Data records:
══════

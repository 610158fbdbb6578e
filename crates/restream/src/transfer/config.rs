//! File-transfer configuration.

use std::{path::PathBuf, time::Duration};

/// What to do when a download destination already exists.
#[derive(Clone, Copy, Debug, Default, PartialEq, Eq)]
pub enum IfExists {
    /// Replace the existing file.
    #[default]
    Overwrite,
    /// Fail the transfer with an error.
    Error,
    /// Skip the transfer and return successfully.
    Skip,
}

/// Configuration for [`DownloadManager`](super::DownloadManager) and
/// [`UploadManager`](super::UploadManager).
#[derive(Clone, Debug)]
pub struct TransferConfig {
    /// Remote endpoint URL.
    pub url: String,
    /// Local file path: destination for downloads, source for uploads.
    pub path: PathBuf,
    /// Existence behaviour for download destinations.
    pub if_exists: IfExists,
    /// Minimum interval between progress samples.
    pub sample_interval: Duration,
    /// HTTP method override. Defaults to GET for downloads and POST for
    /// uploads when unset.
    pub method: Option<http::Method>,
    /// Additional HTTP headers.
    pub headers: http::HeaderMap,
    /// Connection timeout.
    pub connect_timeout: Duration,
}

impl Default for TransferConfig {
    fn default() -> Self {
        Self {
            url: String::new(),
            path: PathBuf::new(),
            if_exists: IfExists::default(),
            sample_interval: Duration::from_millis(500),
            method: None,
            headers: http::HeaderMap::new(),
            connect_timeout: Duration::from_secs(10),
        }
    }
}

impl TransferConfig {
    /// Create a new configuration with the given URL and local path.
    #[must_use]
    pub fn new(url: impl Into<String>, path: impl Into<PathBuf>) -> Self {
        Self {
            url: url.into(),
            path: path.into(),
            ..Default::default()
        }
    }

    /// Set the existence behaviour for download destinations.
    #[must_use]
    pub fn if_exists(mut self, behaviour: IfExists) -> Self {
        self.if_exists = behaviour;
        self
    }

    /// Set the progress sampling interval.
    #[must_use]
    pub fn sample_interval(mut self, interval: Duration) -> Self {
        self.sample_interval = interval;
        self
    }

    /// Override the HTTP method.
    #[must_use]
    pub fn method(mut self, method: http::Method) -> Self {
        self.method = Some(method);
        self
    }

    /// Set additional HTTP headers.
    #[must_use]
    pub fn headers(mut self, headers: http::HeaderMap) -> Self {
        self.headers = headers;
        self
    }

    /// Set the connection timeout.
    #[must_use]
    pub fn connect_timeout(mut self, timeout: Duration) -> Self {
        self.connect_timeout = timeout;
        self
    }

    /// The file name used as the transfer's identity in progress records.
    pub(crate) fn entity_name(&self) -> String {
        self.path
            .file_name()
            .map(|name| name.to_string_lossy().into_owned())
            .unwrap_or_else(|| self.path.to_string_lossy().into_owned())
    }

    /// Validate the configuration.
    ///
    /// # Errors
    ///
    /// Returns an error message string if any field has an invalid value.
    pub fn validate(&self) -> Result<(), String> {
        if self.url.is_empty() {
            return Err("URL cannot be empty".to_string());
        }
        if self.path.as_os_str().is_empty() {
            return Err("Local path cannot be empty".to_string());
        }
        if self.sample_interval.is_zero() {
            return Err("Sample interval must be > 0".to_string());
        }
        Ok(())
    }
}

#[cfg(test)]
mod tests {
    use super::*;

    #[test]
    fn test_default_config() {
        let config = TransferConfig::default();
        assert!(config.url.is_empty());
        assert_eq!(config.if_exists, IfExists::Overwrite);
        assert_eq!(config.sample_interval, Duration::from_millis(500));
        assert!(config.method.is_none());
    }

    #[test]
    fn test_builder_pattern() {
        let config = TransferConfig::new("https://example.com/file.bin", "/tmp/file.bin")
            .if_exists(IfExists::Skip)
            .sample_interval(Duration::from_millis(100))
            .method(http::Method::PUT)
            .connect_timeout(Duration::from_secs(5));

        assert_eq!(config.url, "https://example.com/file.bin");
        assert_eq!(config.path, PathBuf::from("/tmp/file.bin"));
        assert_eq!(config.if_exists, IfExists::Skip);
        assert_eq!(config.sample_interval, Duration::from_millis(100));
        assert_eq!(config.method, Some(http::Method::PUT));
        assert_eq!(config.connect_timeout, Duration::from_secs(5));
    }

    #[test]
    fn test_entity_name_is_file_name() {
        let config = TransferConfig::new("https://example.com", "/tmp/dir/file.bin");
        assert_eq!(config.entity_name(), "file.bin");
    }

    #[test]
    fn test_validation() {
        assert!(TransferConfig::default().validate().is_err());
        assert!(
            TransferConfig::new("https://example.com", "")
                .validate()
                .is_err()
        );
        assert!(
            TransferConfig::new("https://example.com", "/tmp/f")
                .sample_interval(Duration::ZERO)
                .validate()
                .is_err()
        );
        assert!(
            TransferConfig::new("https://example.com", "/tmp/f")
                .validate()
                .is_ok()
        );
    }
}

══════

__What you should do__:
Return a copy of every line in the records that includes the string "IfExists".

__Answer to this task__:
pub enum IfExists {
    pub if_exists: IfExists,
            if_exists: IfExists::default(),
    pub fn if_exists(mut self, behaviour: IfExists) -> Self {
        assert_eq!(config.if_exists, IfExists::Overwrite);
            .if_exists(IfExists::Skip)
        assert_eq!(config.if_exists, IfExists::Skip);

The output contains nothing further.